← К описанию

Григорий Святитель - О душе и воскресении. Диалог с сестрой Макриной



Когда великий во святых Василий из жизни человеческой переселился к Богу и сделался для церквей общим поводом к плачу, оставалась же еще в жизни сестра и наставница, с поспешностью пошел я разделить с нею горе о брате. Болела у меня душа, сильно скорбя о таковой утрате, и сообщником в слезах искал я человека, который бы нес равное со мною бремя печали. Но, как скоро мы увидали друг друга, явившаяся перед глазами моими наставница сильнее возбудила мое страдание, потому что и сама она была больна едва не при смерти; она же, подобно сведущим в искусстве править конями, дав мне ненадолго увлечься порывом страсти, начинает потом сдерживать словом, словно некоей уздой, рассуждением своим успокаивая возмущенную душу, и произнесено было ею это апостольское изречение: не должно скорбеть о почивших (1 Сол. 4:13), потому что скорбь эта свойственна только не имеющим упования. И поскольку сердце мое кипело еще от печали, я сказал:.

Григорий. Возможно ли людям это исполнить, когда в каждом есть какое-то естественное отвращение от смерти? Кто видит умирающих, те с трудом сносят это зрелище, а к кому приближается смерть, те, сколько можно, от нее бегут. Да и господствующие законы признают ее крайним из преступлений и крайним из наказаний, поэтому какая же возможность почитать ни за что исшествие из жизни даже кого-либо из чужих, не только из близких, когда они оканчивают жизнь? К тому еще видим, продолжал я, что и все человеческое старание имеет в виду то, чтобы продлить вам время жизни, поэтому у вас и дома придуманы для жительства, чтобы тела в окружающем их воздухе не страдали от холода или жара. И земледелие что иное, как не заготовление потребного для жизни? Забота же о жизни, конечно, происходит от страха смертного. Что такое врачебное искусство? Отчего оно почтенно у людей? Не от того ли, что средствами своими, по-видимому, борется несколько со смертью? И брони, и щиты, и воинская обувь, и шлемы, и оборонительные оружия, и ограды стен и железные кованые ворота, и доставляющие безопасность рвы, и подобное тому, по чему иному делается все это, как не по страху смерти? Поскольку же естественным образом так страшна смерть, то легко ли послушаться того, кто велит остающемуся в живых не предаваться скорби об умершем?

Макрина. Что же, спрашивает наставница, что же тебе особенно само по себе кажется прискорбным в смерти? Ибо обычая неразумных недостаточно к плохому о ней мнению.

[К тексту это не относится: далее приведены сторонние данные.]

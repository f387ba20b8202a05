//! Logging system configuration and initialization
//!
//! Console and file output, a daily rolling log file, optional JSON
//! formatting, per-module level filters and old-file cleanup. `RUST_LOG`
//! always overrides the configured filters.

use std::path::Path;
use std::sync::Mutex;

use anyhow::{Context, Result, anyhow};
use chrono::Local;
use once_cell::sync::Lazy;
use tracing::{info, warn};
use tracing_appender::non_blocking::WorkerGuard;
use tracing_appender::{non_blocking, rolling};
use tracing_subscriber::{
    EnvFilter, Layer, Registry,
    fmt::{self, time::FormatTime},
    layer::SubscriberExt,
    util::SubscriberInitExt,
};

pub use crate::infrastructure::config::LoggingConfig;

/// Prefix of the rolling log files (`sk_market_scout.log.YYYY-MM-DD`)
pub const LOG_FILE_PREFIX: &str = "sk_market_scout.log";

// Keeps the non-blocking writers flushing until the process exits
static LOG_GUARDS: Lazy<Mutex<Vec<WorkerGuard>>> = Lazy::new(|| Mutex::new(Vec::new()));

/// Local wall-clock timestamps with millisecond precision
struct LocalTimeFormatter;

impl FormatTime for LocalTimeFormatter {
    fn format_time(&self, w: &mut fmt::format::Writer<'_>) -> std::fmt::Result {
        write!(w, "{}", Local::now().format("%Y-%m-%d %H:%M:%S%.3f"))
    }
}

type BoxedLayer = Box<dyn Layer<Registry> + Send + Sync>;

/// Build the level filter: `RUST_LOG` if set, otherwise the configured
/// level plus one directive per module filter.
pub fn build_env_filter(config: &LoggingConfig) -> EnvFilter {
    if let Ok(filter) = EnvFilter::try_from_default_env() {
        return filter;
    }

    let mut filter = EnvFilter::new(&config.level);
    if config.level.to_lowercase().contains("trace") {
        return filter;
    }

    let mut modules: Vec<_> = config.module_filters.iter().collect();
    modules.sort();
    for (module, level) in modules {
        match format!("{}={}", module, level).parse() {
            Ok(directive) => filter = filter.add_directive(directive),
            Err(e) => eprintln!("Ignoring invalid log filter {}={}: {}", module, level, e),
        }
    }
    filter.add_directive(
        format!("sk_market_scout={}", config.level)
            .parse()
            .unwrap_or_else(|_| tracing::level_filters::LevelFilter::INFO.into()),
    )
}

/// Initialize logging from configuration.
///
/// Fails if both outputs are disabled, if the log directory cannot be
/// created, or if a global subscriber is already installed.
pub fn init_logging(config: &LoggingConfig) -> Result<()> {
    if !config.file_output && !config.console_output {
        return Err(anyhow!("No logging output configured"));
    }

    let mut layers: Vec<BoxedLayer> = Vec::new();

    if config.file_output {
        std::fs::create_dir_all(&config.log_dir)
            .with_context(|| format!("Failed to create log directory {:?}", config.log_dir))?;

        if config.auto_cleanup_logs {
            // Leave room for the file about to be opened
            let keep = config.max_files.saturating_sub(1) as usize;
            if let Err(e) = cleanup_old_logs(&config.log_dir, keep) {
                eprintln!("Log cleanup failed in {:?}: {}", config.log_dir, e);
            }
        }

        let appender = rolling::daily(&config.log_dir, LOG_FILE_PREFIX);
        let (writer, guard) = non_blocking(appender);
        if let Ok(mut guards) = LOG_GUARDS.lock() {
            guards.push(guard);
        }

        let file_layer: BoxedLayer = if config.json_format {
            fmt::Layer::new()
                .json()
                .with_writer(writer)
                .with_timer(LocalTimeFormatter)
                .with_target(true)
                .with_thread_ids(true)
                .with_ansi(false)
                .boxed()
        } else {
            fmt::Layer::new()
                .with_writer(writer)
                .with_timer(LocalTimeFormatter)
                .with_target(false)
                .with_ansi(false)
                .boxed()
        };
        layers.push(file_layer);
    }

    if config.console_output {
        layers.push(
            fmt::Layer::new()
                .with_writer(std::io::stdout)
                .with_timer(LocalTimeFormatter)
                .with_target(false)
                .boxed(),
        );
    }

    Registry::default()
        .with(layers)
        .with(build_env_filter(config))
        .try_init()
        .map_err(|e| anyhow!("Failed to install logging subscriber: {}", e))?;

    info!("📝 Logging system initialized");
    info!("Log level: {}", config.level);
    if config.file_output {
        info!("Log directory: {:?}", config.log_dir);
    }
    info!("JSON format: {}", config.json_format);
    Ok(())
}

/// Log process information for diagnostics
pub fn log_system_info() {
    info!("=== SK Market Scout ===");
    info!("Version: {}", env!("CARGO_PKG_VERSION"));
    info!("Operating system: {} ({})", std::env::consts::OS, std::env::consts::ARCH);
    if let Ok(dir) = std::env::current_dir() {
        info!("Working directory: {:?}", dir);
    }
}

/// Delete the oldest rolling log files so that at most `keep` remain.
///
/// Returns the number of files removed.
pub fn cleanup_old_logs(log_dir: &Path, keep: usize) -> Result<usize> {
    if !log_dir.exists() {
        return Ok(0);
    }

    let mut log_files = Vec::new();
    for entry in std::fs::read_dir(log_dir)? {
        let entry = entry?;
        let path = entry.path();
        let is_log = path
            .file_name()
            .and_then(|n| n.to_str())
            .is_some_and(|n| n.starts_with(LOG_FILE_PREFIX));
        if !is_log || !path.is_file() {
            continue;
        }
        if let Ok(modified) = entry.metadata().and_then(|m| m.modified()) {
            log_files.push((path, modified));
        }
    }

    // Newest first
    log_files.sort_by(|a, b| b.1.cmp(&a.1));

    let mut removed = 0;
    for (path, _) in log_files.iter().skip(keep) {
        match std::fs::remove_file(path) {
            Ok(()) => removed += 1,
            Err(e) => warn!("Failed to remove old log file {:?}: {}", path, e),
        }
    }
    Ok(removed)
}
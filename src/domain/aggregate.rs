//! Per-item aggregates derived from the stored history

use rust_decimal::Decimal;

use super::history::{ItemHistory, PriceEntry};
use super::price::median;

/// Summary statistics for one item. Never stored; always recomputed.
#[derive(Debug, Clone, PartialEq, Eq)]
pub struct ItemAggregate {
    pub item_name: String,
    pub median_price: Decimal,
    pub sample_count: usize,
    pub min_price: Decimal,
    pub max_price: Decimal,
    pub mean_price: Decimal,
    /// Most recent sale by timestamp, or the last appended one if none carry a timestamp
    pub last_sold: Option<PriceEntry>,
}

impl ItemAggregate {
    /// Build the aggregate for one item. `None` when there are no samples.
    pub fn from_entries(item_name: &str, entries: &[PriceEntry]) -> Option<Self> {
        let prices: Vec<Decimal> = entries.iter().map(|e| e.price).collect();
        let median_price = median(&prices)?;

        let min_price = prices.iter().min().copied()?;
        let max_price = prices.iter().max().copied()?;
        let sum: Decimal = prices.iter().copied().sum();
        let mean_price = (sum / Decimal::from(prices.len())).round_dp(2);

        let last_sold = entries
            .iter()
            .filter(|e| e.timestamp.is_some())
            .max_by_key(|e| e.timestamp)
            .or_else(|| entries.last())
            .cloned();

        Some(Self {
            item_name: item_name.to_string(),
            median_price,
            sample_count: prices.len(),
            min_price,
            max_price,
            mean_price,
            last_sold,
        })
    }
}

/// Aggregates for every item with at least one sample
pub fn build_aggregates(history: &ItemHistory) -> Vec<ItemAggregate> {
    history
        .iter()
        .filter_map(|(name, entries)| ItemAggregate::from_entries(name, entries))
        .collect()
}

#[cfg(test)]
mod tests {
    use super::*;
    use chrono::NaiveDate;

    fn entry(price: i64, day: Option<u32>) -> PriceEntry {
        PriceEntry {
            price: Decimal::from(price),
            timestamp: day.map(|d| {
                NaiveDate::from_ymd_opt(2025, 2, d)
                    .unwrap()
                    .and_hms_opt(12, 0, 0)
                    .unwrap()
            }),
        }
    }

    #[test]
    fn heavy_alchemer_piercer_example() {
        let entries = vec![entry(4000, Some(1)), entry(4500, Some(3)), entry(5000, Some(2))];
        let agg = ItemAggregate::from_entries("Heavy Alchemer Piercer", &entries).unwrap();

        assert_eq!(agg.median_price, Decimal::from(4500));
        assert_eq!(agg.sample_count, 3);
        assert_eq!(agg.min_price, Decimal::from(4000));
        assert_eq!(agg.max_price, Decimal::from(5000));
        assert_eq!(agg.mean_price, Decimal::from(4500));
        assert_eq!(agg.last_sold.unwrap().price, Decimal::from(4500));
    }

    #[test]
    fn empty_history_has_no_aggregate() {
        assert!(ItemAggregate::from_entries("Nothing", &[]).is_none());

        let mut history = ItemHistory::new();
        history.insert("Nothing".into(), vec![]);
        history.insert("Something".into(), vec![entry(10, None)]);
        let aggregates = build_aggregates(&history);
        assert_eq!(aggregates.len(), 1);
        assert_eq!(aggregates[0].item_name, "Something");
        assert_eq!(aggregates[0].last_sold.as_ref().unwrap().price, Decimal::from(10));
    }
}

Григорий. Что же? Неужели не стоит того, чтобы и скорбеть, отвечал я ей, когда видим, что человек, дотоле живой и разговаривающий, вдруг делается бездыханным, безмолвным, неподвижным; все естественные чувства в нем потухают, не действуют ни зрение, ни слух, ни все прочее способствующее ощущению? Поднесешь ли к нему огонь или железо, станешь ли тело рассекать мечом, отдашь ли плотоядным зверям, зароешь ли в землю – при всем этом лежит он одинаково. Поэтому, когда усматривается в этом перемена, а та жизненная причина, которая находилась некогда в теле, вдруг делается невидимой и неприметной, подобно тому как в погашенном светильнике горевшее дотоле пламя и на светильне не остается, и не переходит куда-либо в другое место, но совершенно исчезает, – как тогда сделается возможным без печали перенести такую перемену тому, кто не имеет никакой явной опоры? Ибо, услышав об исходе души, хотя видим оставленное, однако же не знаем об удалявшемся, что такое было оно прежде по природе своей и во что перешло, так как ни земля, пи воздух, ни вода, ни другая какая стихия не показывают в себе этой силы, переселившейся из тела, по исшествии которой оставленное ею мертво и готово уже к тлению.

Макрина. Как скоро заговорил я так, наставница, помахав рукою, начинает речь: не такой ли страх смущает тебя и объем лет твою мысль, будто бы душа не вечно пребывает, но с разрушением тела и сама прекращает бытие?